### Dataset
--------
use std::collections::{HashSet, VecDeque};
use std::time::{Duration, Instant};

use parking_lot::Mutex;

/// Windowed first-sight index over content hashes.
///
/// A hash is accepted exactly once while it remains inside the retention
/// window; entries age out by time and by capacity, oldest first.
#[derive(Debug)]
pub struct DedupIndex {
    inner: Mutex<DedupInner>,
    window: Duration,
    capacity: usize,
}

#[derive(Debug, Default)]
struct DedupInner {
    order: VecDeque<(Instant, String)>,
    keys: HashSet<String>,
}

impl DedupIndex {
    pub fn new(window: Duration, capacity: usize) -> Self {
        Self {
            inner: Mutex::new(DedupInner::default()),
            window,
            capacity: capacity.max(1),
        }
    }

    /// Returns true when the hash has not been seen inside the window.
    pub fn accept(&self, hash: &str) -> bool {
        let now = Instant::now();
        let mut guard = self.inner.lock();
        Self::evict_expired(&mut guard, now, self.window);
        if guard.keys.contains(hash) {
            return false;
        }
        guard.keys.insert(hash.to_owned());
        guard.order.push_back((now, hash.to_owned()));
        while guard.order.len() > self.capacity {
            if let Some((_, old)) = guard.order.pop_front() {
                guard.keys.remove(&old);
            }
        }
        true
    }

    pub fn clear(&self) {
        let mut guard = self.inner.lock();
        guard.order.clear();
        guard.keys.clear();
    }

    pub fn len(&self) -> usize {
        self.inner.lock().keys.len()
    }

    pub fn is_empty(&self) -> bool {
        self.len() == 0
    }

    fn evict_expired(inner: &mut DedupInner, now: Instant, window: Duration) {
        while let Some((seen, _)) = inner.order.front() {
            if now.duration_since(*seen) <= window {
                break;
            }
            if let Some((_, old)) = inner.order.pop_front() {
                inner.keys.remove(&old);
            }
        }
    }
}

#[cfg(test)]
mod tests {
    use super::*;

    #[test]
    fn accepts_first_sight_only() {
        let index = DedupIndex::new(Duration::from_secs(60), 16);
        assert!(index.accept("a"));
        assert!(!index.accept("a"));
        assert!(index.accept("b"));
    }

    #[test]
    fn capacity_evicts_oldest() {
        let index = DedupIndex::new(Duration::from_secs(60), 2);
        assert!(index.accept("a"));
        assert!(index.accept("b"));
        assert!(index.accept("c"));
        // "a" aged out by capacity, so it is first-sight again.
        assert!(index.accept("a"));
        assert!(!index.accept("c"));
    }

    #[test]
    fn window_expiry_readmits() {
        let index = DedupIndex::new(Duration::from_millis(0), 16);
        assert!(index.accept("a"));
        std::thread::sleep(Duration::from_millis(5));
        assert!(index.accept("a"));
    }

    #[test]
    fn clear_resets_everything() {
        let index = DedupIndex::new(Duration::from_secs(60), 16);
        assert!(index.accept("a"));
        index.clear();
        assert!(index.is_empty());
        assert!(index.accept("a"));
    }
}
--------
### Task
The records above are to be copied in full, exactly as written.

### Written solution
use std::collections::{HashSet, VecDeque};
use std::time::{Duration, Instant};

use parking_lot::Mutex;

/// Windowed first-sight index over content hashes.
///
/// A hash is accepted exactly once while it remains inside the retention
/// window; entries age out by time and by capacity, oldest first.
#[derive(Debug)]
pub struct DedupIndex {
    inner: Mutex<DedupInner>,
    window: Duration,
    capacity: usize,
}

#[derive(Debug, Default)]
struct DedupInner {
    order: VecDeque<(Instant, String)>,
    keys: HashSet<String>,
}

impl DedupIndex {
    pub fn new(window: Duration, capacity: usize) -> Self {
        Self {
            inner: Mutex::new(DedupInner::default()),
            window,
            capacity: capacity.max(1),
        }
    }

    /// Returns true when the hash has not been seen inside the window.
    pub fn accept(&self, hash: &str) -> bool {
        let now = Instant::now();
        let mut guard = self.inner.lock();
        Self::evict_expired(&mut guard, now, self.window);
        if guard.keys.contains(hash) {
            return false;
        }
        guard.keys.insert(hash.to_owned());
        guard.order.push_back((now, hash.to_owned()));
        while guard.order.len() > self.capacity {
            if let Some((_, old)) = guard.order.pop_front() {
                guard.keys.remove(&old);
            }
        }
        true
    }

    pub fn clear(&self) {
        let mut guard = self.inner.lock();
        guard.order.clear();
        guard.keys.clear();
    }

    pub fn len(&self) -> usize {
        self.inner.lock().keys.len()
    }

    pub fn is_empty(&self) -> bool {
        self.len() == 0
    }

    fn evict_expired(inner: &mut DedupInner, now: Instant, window: Duration) {
        while let Some((seen, _)) = inner.order.front() {
            if now.duration_since(*seen) <= window {
                break;
            }
            if let Some((_, old)) = inner.order.pop_front() {
                inner.keys.remove(&old);
            }
        }
    }
}

#[cfg(test)]
mod tests {
    use super::*;

    #[test]
    fn accepts_first_sight_only() {
        let index = DedupIndex::new(Duration::from_secs(60), 16);
        assert!(index.accept("a"));
        assert!(!index.accept("a"));
        assert!(index.accept("b"));
    }

    #[test]
    fn capacity_evicts_oldest() {
        let index = DedupIndex::new(Duration::from_secs(60), 2);
        assert!(index.accept("a"));
        assert!(index.accept("b"));
        assert!(index.accept("c"));
        // "a" aged out by capacity, so it is first-sight again.
        assert!(index.accept("a"));
        assert!(!index.accept("c"));
    }

    #[test]
    fn window_expiry_readmits() {
        let index = DedupIndex::new(Duration::from_millis(0), 16);
        assert!(index.accept("a"));
        std::thread::sleep(Duration::from_millis(5));
        assert!(index.accept("a"));
    }

    #[test]
    fn clear_resets_everything() {
        let index = DedupIndex::new(Duration::from_secs(60), 16);
        assert!(index.accept("a"));
        index.clear();
        assert!(index.is_empty());
        assert!(index.accept("a"));
    }
}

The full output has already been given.